Meraih Cita-Cita Demokrasi
Isu populisme memiliki bentuk dan metode yang sangat beragam. Dikotominya dari ideologi tertentu memampukan para aktornya bergerak bebas dari waktu ke waktu dengan memanfaatkan perkembangan ilmu pengetahuan dan teknologi yang mengekspansi jangkauan komunikasi manusia. Dalam hal ini, populisme tidak melulu mempersoalkan persona aktornya, tetapi juga bagaimana pesan dari para populis sampai dan diterima masyarakat. Media sosial pun menunjukkan prospek yang menjanjikan bagi para aktor populis untuk mengumpulkan dukungan dari masyarakat.
Pada titik inilah nilai-nilai dalam demokrasi pancasila kembali diabaikan dan menuntut baik pemaknaan maupun penerapan dengan bentuk yang baru. Perlu adanya kesadaran dari masyarakat bahwa praktik populisme di media sosial hanya menunjukkan pragmatisme untuk menyerap dukungan tanpa didasari rencana yang jelas untuk mewujudkan agenda-agenda demokrasi maupun pembangunan bangsa dan negara.
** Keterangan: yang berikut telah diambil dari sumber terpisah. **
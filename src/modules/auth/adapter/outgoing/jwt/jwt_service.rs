use chrono::{Duration, Utc};
use jsonwebtoken::{decode, encode, Algorithm, DecodingKey, EncodingKey, Header, Validation};
use std::fmt;
use uuid::Uuid;

use crate::auth::application::domain::entities::UserRole;
use crate::auth::application::ports::outgoing::token_provider::{
    TokenClaims, TokenError, TokenProvider,
};

use super::jwt_config::JwtConfig;

#[derive(Clone)]
pub struct JwtTokenService {
    config: JwtConfig,
    encoding_key: EncodingKey,
    decoding_key: DecodingKey,
}

#[cfg(not(tarpaulin_include))]
impl fmt::Debug for JwtTokenService {
    fn fmt(&self, f: &mut fmt::Formatter<'_>) -> fmt::Result {
        f.debug_struct("JwtTokenService")
            .field("issuer", &self.config.issuer)
            .finish()
    }
}

impl JwtTokenService {
    pub fn new(config: JwtConfig) -> Self {
        let encoding_key = EncodingKey::from_secret(config.secret_key.as_bytes());
        let decoding_key = DecodingKey::from_secret(config.secret_key.as_bytes());

        Self {
            config,
            encoding_key,
            decoding_key,
        }
    }

    fn encode_claims(&self, claims: &TokenClaims) -> Result<String, TokenError> {
        encode(&Header::new(Algorithm::HS256), claims, &self.encoding_key)
            .map_err(|e| TokenError::EncodingError(e.to_string()))
    }
}

impl TokenProvider for JwtTokenService {
    fn generate_access_token(
        &self,
        user_id: Uuid,
        email: &str,
        role: UserRole,
    ) -> Result<String, TokenError> {
        let now = Utc::now();
        let expiration = now + Duration::seconds(self.config.access_token_expiry);

        let claims = TokenClaims {
            sub: email.to_string(),
            uid: user_id,
            role,
            iss: self.config.issuer.clone(),
            exp: expiration.timestamp(),
            iat: now.timestamp(),
            nbf: now.timestamp(),
            token_type: "access".to_string(),
        };

        self.encode_claims(&claims)
    }

    fn verify_token(&self, token: &str) -> Result<TokenClaims, TokenError> {
        let mut validation = Validation::new(Algorithm::HS256);
        validation.leeway = 30;
        validation.validate_nbf = true;
        validation.set_issuer(&[self.config.issuer.as_str()]);

        let decoded =
            decode::<TokenClaims>(token, &self.decoding_key, &validation).map_err(|e| {
                use jsonwebtoken::errors::ErrorKind;

                match e.kind() {
                    ErrorKind::ExpiredSignature => {
                        tracing::debug!("Token verification failed: Token expired");
                        TokenError::TokenExpired
                    }
                    ErrorKind::ImmatureSignature => {
                        tracing::warn!("Token verification failed: Token not yet valid");
                        TokenError::TokenNotYetValid
                    }
                    ErrorKind::InvalidSignature => {
                        tracing::error!("Security alert: Invalid token signature detected");
                        TokenError::InvalidSignature
                    }
                    ErrorKind::InvalidToken | ErrorKind::InvalidAlgorithm => {
                        tracing::warn!("Token verification failed: Malformed token");
                        TokenError::MalformedToken
                    }
                    _ => {
                        tracing::warn!(error = %e, "Token verification failed");
                        TokenError::MalformedToken
                    }
                }
            })?;

        Ok(decoded.claims)
    }

    fn access_token_expiry(&self) -> i64 {
        self.config.access_token_expiry
    }
}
Serangkaian upaya untuk meningkatkan mobilisasi kognitif pun menjadi langkah yang signifikan untuk menanamkan nilai-nilai nasionalis spiritual agar praktik politik yang dijalankan berdasar pada pancasila sebagai ideologi negara. Upaya ini bukanlah sebatas cara mencegah populisme, melainkan sebuah misi bersama untuk meraih kebebasan yang mengarah pada kedaulatan rakyat sebagai cita-cita demokrasi yang mulia.
Referensi:
Agustamsyah, A. (2011) ‘Konsepsi dan Implementasi Demokrasi Pancasila dalam Sistem Perpolitikan di Indonesia’, Jurnal Tapis, 7(1).
Ghofur, M.A. and Yasak, E.M. (2017) ‘Ahok Effect dan Etika Bermedia’, Mediamorfosa.
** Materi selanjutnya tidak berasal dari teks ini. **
use actix_web::web;

mod delete_course;
pub mod dto;
mod get_analytics;
mod get_courses;
mod get_dashboard;
mod get_enrollments;
mod get_users;
mod update_course;
mod update_user_role;
mod update_user_status;

pub use delete_course::delete_course_handler;
pub use get_analytics::{get_analytics_handler, AnalyticsResponse};
pub use get_courses::{get_admin_courses_handler, AdminCourseListResponse};
pub use get_dashboard::{get_dashboard_handler, DashboardResponse};
pub use get_enrollments::{get_enrollments_handler, EnrollmentListResponse};
pub use get_users::{get_users_handler, UserListResponse};
pub use update_course::{update_course_handler, CourseUpdatedResponse};
pub use update_user_role::{update_user_role_handler, UserUpdatedResponse};
pub use update_user_status::update_user_status_handler;

// OpenAPI path items
pub use delete_course::__path_delete_course_handler;
pub use get_analytics::__path_get_analytics_handler;
pub use get_courses::__path_get_admin_courses_handler;
pub use get_dashboard::__path_get_dashboard_handler;
pub use get_enrollments::__path_get_enrollments_handler;
pub use get_users::__path_get_users_handler;
pub use update_course::__path_update_course_handler;
pub use update_user_role::__path_update_user_role_handler;
pub use update_user_status::__path_update_user_status_handler;

/// Registers the admin handlers. Mount inside the `/api/admin` scope,
/// behind `require_admin`.
pub fn configure(cfg: &mut web::ServiceConfig) {
    cfg.service(get_dashboard_handler)
        .service(get_users_handler)
        .service(update_user_role_handler)
        .service(update_user_status_handler)
        .service(get_admin_courses_handler)
        .service(update_course_handler)
        .service(delete_course_handler)
        .service(get_enrollments_handler)
        .service(get_analytics_handler);
}
use async_trait::async_trait;

use crate::course::application::domain::entities::Course;
use crate::course::application::domain::lessons::restrict_lessons;
use crate::course::application::ports::incoming::use_cases::{GetCoursesError, GetCoursesUseCase};
use crate::course::application::ports::outgoing::CourseQuery;

pub struct GetCoursesService<Q>
where
    Q: CourseQuery,
{
    query: Q,
}

impl<Q> GetCoursesService<Q>
where
    Q: CourseQuery,
{
    pub fn new(query: Q) -> Self {
        Self { query }
    }
}

#[async_trait]
impl<Q> GetCoursesUseCase for GetCoursesService<Q>
where
    Q: CourseQuery + Send + Sync,
{
    async fn execute(&self) -> Result<Vec<Course>, GetCoursesError> {
        let courses = self.query.list_active().await?;

        // The catalogue is anonymous, so nobody counts as enrolled here
        Ok(courses
            .into_iter()
            .map(|course| restrict_lessons(course, false))
            .collect())
    }
}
Herianto, H. et al. (2022) ‘Populisme Berwajah Politik Identitas Keagamaan di Indonesia’, Jurnal Filsafat Indonesia, 5.
Julian, H. (2022) ‘Prospek Demokrasi di Era Kapitalisme Digital’, Yayasan Basis [Preprint].
Sugiono, S. (2021) ‘Polarisasi sebagai Dampak Menguatnya Kelompok Anti-Vaksin Covid-19 di Media Sosial (Perspektif Echo Chamber)’, Jurnal Penelitian Komunikasi dan Opini Publik, 25(2).
Welak, F. (2022) ‘Populisme di Indonesia: Ancaman bagi Integritas Masyarakat dan Reaktualisasi Pancasila’, Jurnal Keindonesiaan, 02(01), pp. 62–70.